THX Certification Comes To Desktop PC Products

Last week, Lucasfilm THX announced the availability of the first THX certified PCs under a newly created THX program that the company says is designed to deliver "the best picture and sound to date on a personal computer." A Lucasfilm press release states that "with consumers increasingly turning to the PC for entertainment content, a THX certified PC ensures that movies, music, games and more will be enjoyed with a sound and visual impact that will satisfy the most demanding multimedia user."

The company says that the first PCs to be available with THX certification under the new program are the 8100 and 4100 Series from Dell, which combine THX certified multimedia speaker systems and Dolby Digital surround sound with PC subsystems. Lucasfilm notes that THX PC certification comes with a software-based program, called the THX Picture and Sound Optimizer, which is intended to simplify setup and which allows users a quick verification of the THX settings, including adjustments for color balance, brightness, contrast, aspect ratio and 5.1-channel Dolby Digital decoding.

THX PC certification covers the entire system, and it is the system as a whole that is certified. According to Lucasfilm, research has shown that it isn't just the quality of the various components and PC subsystems that determine performance; in addition, the interaction among these critically affects sound and picture quality. Lucasfilm says that THX and Dell engineers collaborated over an 18-month period to ensure optimum picture and sound quality in the selected subsystems.
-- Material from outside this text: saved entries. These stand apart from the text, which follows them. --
// ============================
// signaling-lib/src/ws_router.rs
// ============================
//! HTTP router and WebSocket connection handling.
//!
//! Each accepted connection gets one task running a select loop over three
//! sources: inbound socket frames, the connection's outbound queue, and the
//! keepalive timer. The loop is the only writer on the socket, so outbound
//! frames are serialised per connection. Leaving the loop, for any reason,
//! runs the departure path exactly once.

use crate::handlers::admin;
use crate::metrics::{WS_ACTIVE, WS_CONNECTION};
use crate::websocket::WebSocketHandler;
use crate::AppState;
use axum::{
    extract::{
        ws::{Message, WebSocket, WebSocketUpgrade},
        State,
    },
    http::HeaderValue,
    response::IntoResponse,
    routing::get,
    Router,
};
use futures_util::{SinkExt, StreamExt};
use metrics::{counter, gauge};
use std::sync::Arc;
use tokio::sync::mpsc;
use tokio::time::{interval, Instant, MissedTickBehavior};
use tower_http::cors::{AllowOrigin, Any, CorsLayer};
use tracing::{debug, info, warn};
use uuid::Uuid;

/// Create the application router
pub fn create_router(state: Arc<AppState>) -> Router {
    let cors = cors_layer(&state.settings.cors.allowed_origins);

    Router::new()
        .route("/ws", get(ws_handler))
        .route("/health", get(admin::health))
        .route("/stats", get(admin::stats))
        .layer(cors)
        .with_state(state)
}

/// CORS layer from the configured origin whitelist; `"*"` allows any origin
fn cors_layer(allowed_origins: &[String]) -> CorsLayer {
    if allowed_origins.iter().any(|origin| origin == "*") {
        return CorsLayer::new()
            .allow_origin(Any)
            .allow_methods(Any)
            .allow_headers(Any);
    }

    let origins: Vec<HeaderValue> = allowed_origins
        .iter()
        .filter_map(|origin| origin.parse().ok())
        .collect();

    CorsLayer::new()
        .allow_origin(AllowOrigin::list(origins))
        .allow_methods(Any)
        .allow_headers(Any)
}

/// Handler for WebSocket upgrade requests
pub async fn ws_handler(
    ws: WebSocketUpgrade,
    State(state): State<Arc<AppState>>,
) -> impl IntoResponse {
    counter!(WS_CONNECTION).increment(1);
    ws.on_upgrade(move |socket| handle_connection(socket, state))
}

async fn handle_connection(socket: WebSocket, state: Arc<AppState>) {
    gauge!(WS_ACTIVE).increment(1.0);

    let (mut sink, mut stream) = socket.split();
    let (tx, mut rx) = mpsc::unbounded_channel();

    let conn_id = Uuid::new_v4();
    let mut handler = WebSocketHandler::new(state.clone(), conn_id, tx);

    let mut ping_timer = interval(state.settings.ping_interval());
    ping_timer.set_missed_tick_behavior(MissedTickBehavior::Delay);
    let pong_timeout = state.settings.pong_timeout();
    let mut last_pong = Instant::now();

    debug!(%conn_id, "connection open");

    loop {
        tokio::select! {
            inbound = stream.next() => match inbound {
                Some(Ok(Message::Text(text))) => handler.handle_frame(&text),
                Some(Ok(Message::Pong(_))) => last_pong = Instant::now(),
                // Client pings are answered by the protocol layer
                Some(Ok(Message::Ping(_))) => {},
                // Binary frames are not part of the protocol
                Some(Ok(Message::Binary(_))) => {
                    debug!(%conn_id, "ignoring binary frame");
                },
                Some(Ok(Message::Close(_))) | None => break,
                Some(Err(e)) => {
                    debug!(%conn_id, error = %e, "socket error");
                    break;
                },
            },

            outbound = rx.recv() => match outbound {
                Some(msg) => match serde_json::to_string(&msg) {
                    Ok(json) => {
                        if sink.send(Message::Text(json.into())).await.is_err() {
                            break;
                        }
                    },
                    Err(e) => {
                        warn!(%conn_id, error = %e, "failed to serialize outbound message");
                    },
                },
                None => break,
            },

            _ = ping_timer.tick() => {
                if last_pong.elapsed() >= pong_timeout {
                    info!(%conn_id, "keepalive timeout, dropping connection");
                    break;
                }
                if sink.send(Message::Ping(Vec::new().into())).await.is_err() {
                    break;
                }
            },
        }
    }

    // Transport close and explicit leave share the same departure path
    handler.handle_disconnect();

    gauge!(WS_ACTIVE).decrement(1.0);
    debug!(%conn_id, "connection closed");
}
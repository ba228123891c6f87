// ============================
// src/main.rs
// ============================
//! Tokio / Axum entry-point for the huddle signaling hub.

use anyhow::Result;
use metrics::counter;
use signaling_lib::{config::Settings, metrics::ROOMS_SWEPT, ws_router, AppState};
use std::sync::Arc;
use tokio::net::TcpListener;
use tokio::time::interval;
use tracing::{info, warn};
use tracing_subscriber::{layer::SubscriberExt, util::SubscriberInitExt};

#[tokio::main]
async fn main() -> Result<()> {
    // Initialize tracing
    tracing_subscriber::registry()
        .with(tracing_subscriber::EnvFilter::new(
            std::env::var("RUST_LOG").unwrap_or_else(|_| "info".into()),
        ))
        .with(tracing_subscriber::fmt::layer())
        .init();

    // Initialize configuration
    let settings = Settings::load().unwrap_or_else(|e| {
        warn!(error = %e, "failed to load configuration, using defaults");
        Settings::default()
    });

    // Create application state
    let state = Arc::new(AppState::new(settings));

    // Background task: evict rooms whose activity timestamp has gone stale
    let sweeper = state.clone();
    tokio::spawn(async move {
        let mut tick = interval(sweeper.settings.sweep_interval());
        loop {
            tick.tick().await;
            let evicted = sweeper
                .registry
                .sweep_idle(sweeper.settings.idle_timeout());
            if !evicted.is_empty() {
                counter!(ROOMS_SWEPT).increment(evicted.len() as u64);
                info!(count = evicted.len(), rooms = ?evicted, "swept idle rooms");
            }
        }
    });

    // Build the router and start the server
    let app = ws_router::create_router(state.clone());
    let addr = format!(
        "{}:{}",
        state.settings.server.host, state.settings.server.port
    );
    let listener = TcpListener::bind(&addr).await?;
    info!(%addr, "listening");

    axum::serve(listener, app)
        .with_graceful_shutdown(shutdown_signal())
        .await?;

    Ok(())
}

/// Resolve on SIGINT or SIGTERM so axum can stop accepting, drain live
/// connections and exit.
async fn shutdown_signal() {
    let ctrl_c = async {
        tokio::signal::ctrl_c()
            .await
            .expect("failed to install Ctrl+C handler");
    };

    #[cfg(unix)]
    let terminate = async {
        tokio::signal::unix::signal(tokio::signal::unix::SignalKind::terminate())
            .expect("failed to install SIGTERM handler")
            .recv()
            .await;
    };

    #[cfg(not(unix))]
    let terminate = std::future::pending::<()>();

    tokio::select! {
        () = ctrl_c => {},
        () = terminate => {},
    }

    info!("shutdown signal received");
}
Lucasfilm's Monica L. Dashwood explains, "Our objective with this new program is to do for the PC what we did for the movies and home theatre: provide standards to ensure the best possible picture and sound. We see the PC rapidly expanding its role as an entertainment content delivery device, so it's natural for THX to apply our two decades of experience and expertise in sound and image reproduction to this new category."
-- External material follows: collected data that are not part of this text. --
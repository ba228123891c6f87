// ============================
// signaling-lib/src/room.rs
// ============================
//! Room and participant records.
//!
//! A `Room` owns its participants for the whole of their lifetime. A
//! `ParticipantView` is the immutable snapshot handed across component
//! boundaries (wire payloads, fan-out) so no caller ever sees live state.

use crate::messages::ServerMessage;
use serde::{Deserialize, Serialize};
use std::collections::HashMap;
use std::time::Instant;
use tokio::sync::mpsc;
use uuid::Uuid;

/// Transport-assigned identifier of a live connection, also the
/// participant id inside a room.
pub type ConnId = Uuid;

/// Per-connection outbound queue. Sends never block; the connection's
/// writer task drains the queue onto the socket.
pub type OutboundSender = mpsc::UnboundedSender<ServerMessage>;

/// One connection's membership of a room
pub struct Participant {
    pub conn_id: ConnId,
    /// Client-chosen opaque id other clients address signaling to
    pub peer_id: String,
    pub name: String,
    pub is_host: bool,
    pub joined_at: Instant,
    pub sender: OutboundSender,
}

impl Participant {
    pub fn new(conn_id: ConnId, peer_id: String, name: &str, sender: OutboundSender) -> Self {
        let trimmed = name.trim();
        let name = if trimmed.is_empty() {
            fallback_name(conn_id)
        } else {
            trimmed.to_string()
        };

        Self {
            conn_id,
            peer_id,
            name,
            is_host: false,
            joined_at: Instant::now(),
            sender,
        }
    }

    pub fn view(&self) -> ParticipantView {
        ParticipantView {
            id: self.conn_id,
            peer_id: self.peer_id.clone(),
            name: self.name.clone(),
            is_host: self.is_host,
        }
    }
}

/// Deterministic display name for a participant that supplied none
pub fn fallback_name(conn_id: ConnId) -> String {
    let short = conn_id.simple().to_string();
    format!("Guest-{}", &short[..8])
}

/// Immutable participant snapshot, safe to hand across boundaries
#[derive(Debug, Clone, PartialEq, Eq, Serialize, Deserialize)]
#[serde(rename_all = "camelCase")]
pub struct ParticipantView {
    pub id: ConnId,
    pub peer_id: String,
    pub name: String,
    pub is_host: bool,
}

/// A named coordination context grouping participants
pub struct Room {
    pub code: String,
    pub host_id: ConnId,
    pub participants: HashMap<ConnId, Participant>,
    pub created_at: Instant,
    pub last_activity: Instant,
}

impl Room {
    /// Create a room with its first participant as host
    pub fn new(code: String, mut host: Participant) -> Self {
        host.is_host = true;
        let host_id = host.conn_id;
        let now = Instant::now();

        let mut participants = HashMap::new();
        participants.insert(host_id, host);

        Self {
            code,
            host_id,
            participants,
            created_at: now,
            last_activity: now,
        }
    }

    pub fn len(&self) -> usize {
        self.participants.len()
    }

    pub fn is_empty(&self) -> bool {
        self.participants.is_empty()
    }

    pub fn touch(&mut self) {
        self.last_activity = Instant::now();
    }

    /// Roster snapshot in join order (ties broken by connection id)
    pub fn roster(&self) -> Vec<ParticipantView> {
        let mut members: Vec<&Participant> = self.participants.values().collect();
        members.sort_by_key(|p| (p.joined_at, p.conn_id));
        members.iter().map(|p| p.view()).collect()
    }

    /// Outbound senders of every member except `except`, snapshot for fan-out
    pub fn recipients(&self, except: ConnId) -> Vec<(ConnId, OutboundSender)> {
        self.participants
            .values()
            .filter(|p| p.conn_id != except)
            .map(|p| (p.conn_id, p.sender.clone()))
            .collect()
    }

    /// Resolve a peer id to a participant, unicast-relay addressing
    pub fn find_peer(&self, peer_id: &str) -> Option<&Participant> {
        self.participants.values().find(|p| p.peer_id == peer_id)
    }

    pub fn has_peer_id(&self, peer_id: &str) -> bool {
        self.find_peer(peer_id).is_some()
    }

    /// Promote the oldest-joined remaining participant to host.
    ///
    /// Ties on the join instant break towards the smallest connection id so
    /// election is deterministic. Returns the new host's id, or `None` for
    /// an empty room.
    pub fn elect_host(&mut self) -> Option<ConnId> {
        let new_host = self
            .participants
            .values()
            .map(|p| (p.joined_at, p.conn_id))
            .min()?
            .1;

        for p in self.participants.values_mut() {
            p.is_host = p.conn_id == new_host;
        }
        self.host_id = new_host;
        Some(new_host)
    }
}
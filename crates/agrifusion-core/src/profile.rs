//! Profiles: the identity, role and approval status of a platform user.
//!
//! Profiles are owned by the backend. Nothing in this workspace mutates them
//! outside of seeding; handlers only read them to authorise a caller.

use std::{fmt, str::FromStr};

use chrono::{DateTime, Utc};
use serde::{Deserialize, Serialize};
use uuid::Uuid;

use crate::Error;

// ─── Role ────────────────────────────────────────────────────────────────────

/// Which dashboard a profile belongs to.
#[derive(Debug, Clone, Copy, PartialEq, Eq, Hash, Serialize, Deserialize)]
#[serde(rename_all = "lowercase")]
pub enum Role {
  Farmer,
  Consultant,
}

impl Role {
  pub fn as_str(self) -> &'static str {
    match self {
      Role::Farmer => "farmer",
      Role::Consultant => "consultant",
    }
  }
}

impl fmt::Display for Role {
  fn fmt(&self, f: &mut fmt::Formatter<'_>) -> fmt::Result {
    f.write_str(self.as_str())
  }
}

impl FromStr for Role {
  type Err = Error;

  fn from_str(s: &str) -> Result<Self, Self::Err> {
    match s {
      "farmer" => Ok(Role::Farmer),
      "consultant" => Ok(Role::Consultant),
      other => Err(Error::UnknownRole(other.to_owned())),
    }
  }
}

// ─── Status ──────────────────────────────────────────────────────────────────

/// Approval status of a profile.
#[derive(Debug, Clone, Copy, PartialEq, Eq, Hash, Serialize, Deserialize)]
#[serde(rename_all = "lowercase")]
pub enum ProfileStatus {
  Pending,
  Approved,
  Rejected,
  Suspended,
  Active,
}

impl ProfileStatus {
  pub fn as_str(self) -> &'static str {
    match self {
      ProfileStatus::Pending => "pending",
      ProfileStatus::Approved => "approved",
      ProfileStatus::Rejected => "rejected",
      ProfileStatus::Suspended => "suspended",
      ProfileStatus::Active => "active",
    }
  }

  /// Whether a farmer with this status may be offered to consultants.
  pub fn is_assignable(self) -> bool {
    match self {
      ProfileStatus::Pending | ProfileStatus::Active => true,
      ProfileStatus::Approved
      | ProfileStatus::Rejected
      | ProfileStatus::Suspended => false,
    }
  }
}

impl fmt::Display for ProfileStatus {
  fn fmt(&self, f: &mut fmt::Formatter<'_>) -> fmt::Result {
    f.write_str(self.as_str())
  }
}

impl FromStr for ProfileStatus {
  type Err = Error;

  fn from_str(s: &str) -> Result<Self, Self::Err> {
    match s {
      "pending" => Ok(ProfileStatus::Pending),
      "approved" => Ok(ProfileStatus::Approved),
      "rejected" => Ok(ProfileStatus::Rejected),
      "suspended" => Ok(ProfileStatus::Suspended),
      "active" => Ok(ProfileStatus::Active),
      other => Err(Error::UnknownStatus(other.to_owned())),
    }
  }
}

// ─── Profile ─────────────────────────────────────────────────────────────────

#[derive(Debug, Clone, PartialEq, Eq, Serialize, Deserialize)]
pub struct Profile {
  pub id:           Uuid,
  /// Identity assigned by the authentication service.
  pub auth_user_id: Uuid,
  pub role:         Role,
  pub status:       ProfileStatus,
  pub full_name:    Option<String>,
  pub created_at:   DateTime<Utc>,
}

impl Profile {
  /// Decide which dashboard view this profile may enter.
  pub fn dashboard_access(&self) -> DashboardAccess {
    match (self.role, self.status) {
      (_, ProfileStatus::Rejected) => DashboardAccess::Rejected,
      (_, ProfileStatus::Suspended) => DashboardAccess::Suspended,
      (Role::Consultant, ProfileStatus::Pending) => {
        DashboardAccess::AwaitingApproval
      }
      (Role::Farmer, ProfileStatus::Pending)
      | (_, ProfileStatus::Approved)
      | (_, ProfileStatus::Active) => DashboardAccess::Granted,
    }
  }
}

/// Input for creating a profile. Used by seeding and tests; the hosted
/// platform creates profiles during sign-up.
#[derive(Debug, Clone, Deserialize)]
pub struct NewProfile {
  #[serde(default = "Uuid::new_v4")]
  pub id:           Uuid,
  #[serde(default = "Uuid::new_v4")]
  pub auth_user_id: Uuid,
  pub role:         Role,
  pub status:       ProfileStatus,
  #[serde(default)]
  pub full_name:    Option<String>,
}

impl NewProfile {
  /// A profile with fresh ids and no name.
  pub fn new(role: Role, status: ProfileStatus) -> Self {
    Self {
      id: Uuid::new_v4(),
      auth_user_id: Uuid::new_v4(),
      role,
      status,
      full_name: None,
    }
  }

  pub fn with_name(mut self, name: impl Into<String>) -> Self {
    self.full_name = Some(name.into());
    self
  }
}

// ─── Dashboard access ────────────────────────────────────────────────────────

/// The outcome of the approval gate in front of the dashboards.
#[derive(Debug, Clone, Copy, PartialEq, Eq, Serialize, Deserialize)]
#[serde(rename_all = "snake_case")]
pub enum DashboardAccess {
  Granted,
  /// Consultants wait for an administrator before they can see farmers.
  AwaitingApproval,
  Rejected,
  Suspended,
}

/// Body of `GET /me`.
#[derive(Debug, Clone, Serialize, Deserialize)]
pub struct ProfileSummary {
  pub profile: Profile,
  pub access:  DashboardAccess,
}

impl From<Profile> for ProfileSummary {
  fn from(profile: Profile) -> Self {
    let access = profile.dashboard_access();
    Self { profile, access }
  }
}

#[cfg(test)]
mod tests {
  use super::*;

  fn profile(role: Role, status: ProfileStatus) -> Profile {
    Profile {
      id: Uuid::new_v4(),
      auth_user_id: Uuid::new_v4(),
      role,
      status,
      full_name: None,
      created_at: Utc::now(),
    }
  }

  #[test]
  fn pending_consultant_awaits_approval() {
    let p = profile(Role::Consultant, ProfileStatus::Pending);
    assert_eq!(p.dashboard_access(), DashboardAccess::AwaitingApproval);
  }

  #[test]
  fn pending_farmer_is_granted() {
    let p = profile(Role::Farmer, ProfileStatus::Pending);
    assert_eq!(p.dashboard_access(), DashboardAccess::Granted);
  }

  #[test]
  fn rejected_and_suspended_apply_to_both_roles() {
    for role in [Role::Farmer, Role::Consultant] {
      assert_eq!(
        profile(role, ProfileStatus::Rejected).dashboard_access(),
        DashboardAccess::Rejected
      );
      assert_eq!(
        profile(role, ProfileStatus::Suspended).dashboard_access(),
        DashboardAccess::Suspended
      );
    }
  }

  #[test]
  fn only_pending_and_active_are_assignable() {
    assert!(ProfileStatus::Pending.is_assignable());
    assert!(ProfileStatus::Active.is_assignable());
    assert!(!ProfileStatus::Approved.is_assignable());
    assert!(!ProfileStatus::Rejected.is_assignable());
    assert!(!ProfileStatus::Suspended.is_assignable());
  }

  #[test]
  fn status_parses_its_own_display() {
    for status in [
      ProfileStatus::Pending,
      ProfileStatus::Approved,
      ProfileStatus::Rejected,
      ProfileStatus::Suspended,
      ProfileStatus::Active,
    ] {
      assert_eq!(status.to_string().parse::<ProfileStatus>().unwrap(), status);
    }
    assert!(matches!(
      "archived".parse::<ProfileStatus>(),
      Err(Error::UnknownStatus(s)) if s == "archived"
    ));
  }

  #[test]
  fn summary_serialises_access_in_snake_case() {
    let summary =
      ProfileSummary::from(profile(Role::Consultant, ProfileStatus::Pending));
    let json = serde_json::to_value(&summary).unwrap();
    assert_eq!(json["access"], "awaiting_approval");
    assert_eq!(json["profile"]["role"], "consultant");
  }
}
The company's Laurie Fincham adds that "a key issue is compatibility—it's the biggest technical challenge in optimizing PC audio and video performance. There are complex interactions among PC components and between PC hardware and software. That is why we certify the complete system rather than the individual components. Our focus is on the result—top quality audio and video performance—rather than on specific product specifications."